Activists affiliated with the Marikana Support Campaign and the Gauteng Strike Support Committee showed solidarity for the strikers by organizing marches, providing food to strikers, and promoting a counter-narrative of events that challenged the state’s official “bloodwash” of the massacre.
In subsequent years, a general outburst against the neoliberal post-Apartheid state took place nationally. Student movements like #RhodesMustFall and #FeesMustFall took the anger that young people were feeling at the failures of South African democracy and galvanized them into campaigns against the same state. National political movements like the Economic Freedom Fighters (EFF) and the National Union of Mineworkers of South Africa (NUMSA) challenged the ANC. Marikana revealed the hypocrisy of the so-called democratic transition in 1994.
Days after the massacre, protests occurred at South African embassies in New Zealand, the USA, Turkey, Ireland, Canada, and more. A major campaign, Plough Back the Fruits, began protesting BASF shareholder meetings. Protesters picketed each annual Lonmin shareholder meeting in London. Other struggles also came from Global South countries like Brazil, Zimbabwe, Pakistan, Nigeria, and Chile. We emphasize the message from Chile, sent by Miguel Santana Hidalgo, Vice-President of the Copper Workers’ Confederation. Hidalgo draws parallels with mining companies like Anglo American, which mines platinum in South Africa and copper in Chile. Hidalgo asserts that “as long as … action by …[these]… companies is allowed to continue, we will continue lamenting that events like those that happened in Marikana continue to occur”. The linkage of Chilean and South African workers shows the possibility of international working people’s solidarity.

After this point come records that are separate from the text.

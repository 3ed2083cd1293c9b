mod cli;
mod config;
mod headless;
mod proxy;
mod server;
mod telemetry;
mod transport;

use clap::Parser;

use crate::cli::{Cli, Command};

fn main() {
    if let Err(err) = run() {
        eprintln!("{err:?}");
        std::process::exit(1);
    }
}

fn run() -> anyhow::Result<()> {
    telemetry::init_tracing();
    let cli = Cli::parse();

    match cli.command {
        Command::Serve(args) => server::run(args.try_into()?),
        Command::Submit(args) => headless::run_submit(args.try_into()?),
        Command::Catalog(args) => headless::run_catalog(args.try_into()?),
    }
}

We conclude the pamphlet with reflections a decade later. Lonmin was bought out in 2019, but the new corporation, Sibanye-Stillwater, is indistinguishable. They pay their CEO a US$19 million bonus while workers continue to get nothing. The top ten owners of Sibanye-Stillwater are all American firms. Meanwhile, Ramaphosa still hasn’t been held accountable for his part in the massacre, and BASF has never paid reparations for their role in the events.
Our pamphlet is educational and we encourage readers to share it with anyone irrespective of their knowledge of Marikana. It has definitions, explanations, diagrams, and a set of six concluding questions that can be used for discussion groups. A recent survey found that only 40% of South Africans feel they understand Marikana 10 years on; there is much work to be done to conscientise the workers of South Africa, let alone the entire world, about what happened.
The solidarity action for Marikana offers us a vision of working class internationalism, where workers and activists can fight against capitalism as a world system by organizing internationally. To do so, they had to cross transnational divides and take advantage of social media and instant communications to mobilize a network that could work at a global level. If we can use this network of solidarity as a basis for future struggle, we can move anti-imperialism from abstraction to action.
While this internationalism might still seems abstract, we must remember that imperialism is all too real and remains, as Marx wrote “dripping from head to toe, from every pore, with blood and dirt” from its extraction of labour and resources in places such as Marikana. Our mission is to stop the bleeding and close the open veins of the Global South once and for all.